First, it’s important to understand how credit providers and reporting bureaus differentiate between the different kinds of missed payments. It’s largely dependent on how long it takes you to make the repayment after the due date.
Most credit providers tend to have a grace period of up to 14 days for customers to make up for their missed payment, after which it may be recorded on their credit report.
According to credit reporting bureau Equifax, a repayment that is made:
- between 14 and 60 days after the due date is a late payment, and;
- more than 60 days after the due date is considered a default.
Regardless of whether you missed your loan repayment because you couldn’t afford it, or you simply forgot to transfer funds in time, it’s likely there will be some level of consequences that you’ll have to face. Some of these could include the following:
You may have to pay a late fee
Most lenders have a standard missed payment penalty that will be charged to your account when you miss a repayment on your loan. This fee is generally charged for all types of missed payments – even those that are rectified within a day or two.
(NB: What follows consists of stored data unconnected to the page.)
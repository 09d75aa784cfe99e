pub mod fuzzy;
pub mod literal;
pub mod text;
pub mod tfidf;
use thiserror::Error;

/// A parsed literal value from the dataset's embedded mapping encoding
/// (single- or double-quoted strings, numbers, booleans, `None`, lists,
/// tuples, and dicts, as Python's `repr` writes them).
#[derive(Debug, Clone, PartialEq)]
pub enum Literal {
    Str(String),
    Int(i64),
    Float(f64),
    Bool(bool),
    None,
    /// List or tuple; the bracket style is not preserved.
    List(Vec<Literal>),
    /// Key/value pairs in source order.
    Dict(Vec<(Literal, Literal)>),
}

#[derive(Debug, Error, PartialEq)]
pub enum ParseError {
    #[error("unexpected end of input")]
    UnexpectedEnd,
    #[error("unexpected character {0:?} at offset {1}")]
    UnexpectedChar(char, usize),
    #[error("invalid number at offset {0}")]
    InvalidNumber(usize),
    #[error("trailing characters at offset {0}")]
    TrailingInput(usize),
    #[error("nesting deeper than {} levels", MAX_DEPTH)]
    TooDeep,
}

/// Deepest container nesting the parser accepts.
const MAX_DEPTH: usize = 100;

impl Literal {
    pub fn as_str(&self) -> Option<&str> {
        match self {
            Literal::Str(s) => Some(s),
            _ => None,
        }
    }

    /// Numeric view of the value; integers widen to f64.
    pub fn as_f64(&self) -> Option<f64> {
        match self {
            Literal::Int(i) => Some(*i as f64),
            Literal::Float(f) => Some(*f),
            _ => None,
        }
    }

    pub fn as_list(&self) -> Option<&[Literal]> {
        match self {
            Literal::List(items) => Some(items),
            _ => None,
        }
    }

    pub fn as_dict(&self) -> Option<&[(Literal, Literal)]> {
        match self {
            Literal::Dict(pairs) => Some(pairs),
            _ => None,
        }
    }
}

/// Parse a complete literal, rejecting trailing input.
pub fn parse(input: &str) -> Result<Literal, ParseError> {
    let mut p = Parser {
        chars: input.chars().collect(),
        pos: 0,
        depth: 0,
    };
    p.skip_ws();
    let value = p.value()?;
    p.skip_ws();
    if p.pos < p.chars.len() {
        return Err(ParseError::TrailingInput(p.pos));
    }
    Ok(value)
}

struct Parser {
    chars: Vec<char>,
    pos: usize,
    /// Active `value` frames; capped at `MAX_DEPTH`.
    depth: usize,
}

impl Parser {
    fn peek(&self) -> Option<char> {
        self.chars.get(self.pos).copied()
    }

    fn bump(&mut self) -> Option<char> {
        let c = self.peek();
        if c.is_some() {
            self.pos += 1;
        }
        c
    }

    fn skip_ws(&mut self) {
        while matches!(self.peek(), Some(c) if c.is_whitespace()) {
            self.pos += 1;
        }
    }

    fn expect(&mut self, want: char) -> Result<(), ParseError> {
        match self.bump() {
            Some(c) if c == want => Ok(()),
            Some(c) => Err(ParseError::UnexpectedChar(c, self.pos - 1)),
            None => Err(ParseError::UnexpectedEnd),
        }
    }

    fn value(&mut self) -> Result<Literal, ParseError> {
        if self.depth == MAX_DEPTH {
            return Err(ParseError::TooDeep);
        }
        self.depth += 1;
        let value = match self.peek() {
            Some('{') => self.dict(),
            Some('[') => self.sequence(']'),
            Some('(') => self.sequence(')'),
            Some('\'') | Some('"') => self.string(),
            Some(c) if c.is_ascii_digit() || c == '-' || c == '+' || c == '.' => self.number(),
            Some(c) if c.is_alphabetic() => self.keyword(),
            Some(c) => Err(ParseError::UnexpectedChar(c, self.pos)),
            None => Err(ParseError::UnexpectedEnd),
        };
        self.depth -= 1;
        value
    }

    fn dict(&mut self) -> Result<Literal, ParseError> {
        self.expect('{')?;
        let mut pairs = Vec::new();
        loop {
            self.skip_ws();
            if self.peek() == Some('}') {
                self.pos += 1;
                return Ok(Literal::Dict(pairs));
            }
            let key = self.value()?;
            self.skip_ws();
            self.expect(':')?;
            self.skip_ws();
            let val = self.value()?;
            pairs.push((key, val));
            self.skip_ws();
            match self.peek() {
                Some(',') => {
                    self.pos += 1;
                }
                Some('}') => {}
                Some(c) => return Err(ParseError::UnexpectedChar(c, self.pos)),
                None => return Err(ParseError::UnexpectedEnd),
            }
        }
    }

    fn sequence(&mut self, close: char) -> Result<Literal, ParseError> {
        self.pos += 1; // opening bracket
        let mut items = Vec::new();
        loop {
            self.skip_ws();
            if self.peek() == Some(close) {
                self.pos += 1;
                return Ok(Literal::List(items));
            }
            items.push(self.value()?);
            self.skip_ws();
            match self.peek() {
                Some(',') => {
                    self.pos += 1;
                }
                Some(c) if c == close => {}
                Some(c) => return Err(ParseError::UnexpectedChar(c, self.pos)),
                None => return Err(ParseError::UnexpectedEnd),
            }
        }
    }

    fn string(&mut self) -> Result<Literal, ParseError> {
        let quote = match self.bump() {
            Some(q) => q,
            None => return Err(ParseError::UnexpectedEnd),
        };
        let mut out = String::new();
        loop {
            match self.bump() {
                Some(c) if c == quote => return Ok(Literal::Str(out)),
                Some('\\') => match self.bump() {
                    Some('n') => out.push('\n'),
                    Some('t') => out.push('\t'),
                    Some('r') => out.push('\r'),
                    Some('0') => out.push('\0'),
                    Some('\\') => out.push('\\'),
                    Some('\'') => out.push('\''),
                    Some('"') => out.push('"'),
                    // Unknown escapes keep the backslash, as Python does.
                    Some(other) => {
                        out.push('\\');
                        out.push(other);
                    }
                    None => return Err(ParseError::UnexpectedEnd),
                },
                Some(c) => out.push(c),
                None => return Err(ParseError::UnexpectedEnd),
            }
        }
    }

    fn number(&mut self) -> Result<Literal, ParseError> {
        let start = self.pos;
        if matches!(self.peek(), Some('-') | Some('+')) {
            self.pos += 1;
        }
        let mut is_float = false;
        while let Some(c) = self.peek() {
            match c {
                '0'..='9' => self.pos += 1,
                '.' => {
                    is_float = true;
                    self.pos += 1;
                }
                'e' | 'E' => {
                    is_float = true;
                    self.pos += 1;
                    if matches!(self.peek(), Some('-') | Some('+')) {
                        self.pos += 1;
                    }
                }
                _ => break,
            }
        }
        let text: String = self.chars[start..self.pos].iter().collect();
        if !is_float {
            if let Ok(i) = text.parse::<i64>() {
                return Ok(Literal::Int(i));
            }
        }
        text.parse::<f64>()
            .map(Literal::Float)
            .map_err(|_| ParseError::InvalidNumber(start))
    }

    fn keyword(&mut self) -> Result<Literal, ParseError> {
        let start = self.pos;
        while matches!(self.peek(), Some(c) if c.is_alphanumeric() || c == '_') {
            self.pos += 1;
        }
        let word: String = self.chars[start..self.pos].iter().collect();
        match word.as_str() {
            "True" => Ok(Literal::Bool(true)),
            "False" => Ok(Literal::Bool(false)),
            "None" => Ok(Literal::None),
            _ => Err(ParseError::UnexpectedChar(self.chars[start], start)),
        }
    }
}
While the amount that you may be charged for missing a payment differs between lenders, the average late payment fee for personal loan and car loan products on RateCity's database is $22.14. For comparison, the average late payment fee for credit cards on RateCity's database is $20.58. Both averages exclude products with $0 late payment fees. Consider checking with your personal loan provider directly for an accurate figure.
Something to keep in mind is that a missed payment penalty isn’t always a one-off fee. If you fail to make the payment with a specified time frame, you could be hit with additional late fees for as long as it’s remains unpaid.
You may be charged additional interest
When you miss a payment, your account balance doesn’t reduce as scheduled, meaning you will be charged additional interest on the missed payment amount. This increases the total interest payable on your loan.
Your credit score may take a hit
If you neglect to pay your missed repayment for more than 14 days after the due date, you risk having the negative event recorded on your credit file. A late payment – paid between 14 and 60 days after the due date – may be recorded on your credit file even if the amount owing is minor.
According to Equifax, “it is unlikely that one late payment followed by making your repayments on time will significantly impact your credit score”. However, as it may still be recorded on your file, this could impact the outcome of an application for credit in the future. This is because your repayment history plays a part in lenders’ decision-making processes.
Meanwhile, a missed payment that remains unpaid for over 60 days after the due date is recorded on your credit file as a default and will almost certainly have a negative impact on your credit score. Different to a late payment, a default will only be recorded on your report if you miss a payment of more than $150, but can remain on there for five years due to its serious nature.
What should I do if I know I’m going to miss a payment?
If you are experiencing financial strain and can’t afford to meet an upcoming personal loan repayment, consider reaching out to your credit provider as soon as possible. They may be able to offer you financial hardship assistance such as an extension or payment plan.
Getting in touch as early as you can and reaching an agreement with your lender could mean that you avoid having a missed payment recorded on your credit file. Keep in mind that this may depend on the reason your payment is late, as most lenders have certain criteria for financial hardship.
You can also access free financial counselling by contacting the National Debt Helpline.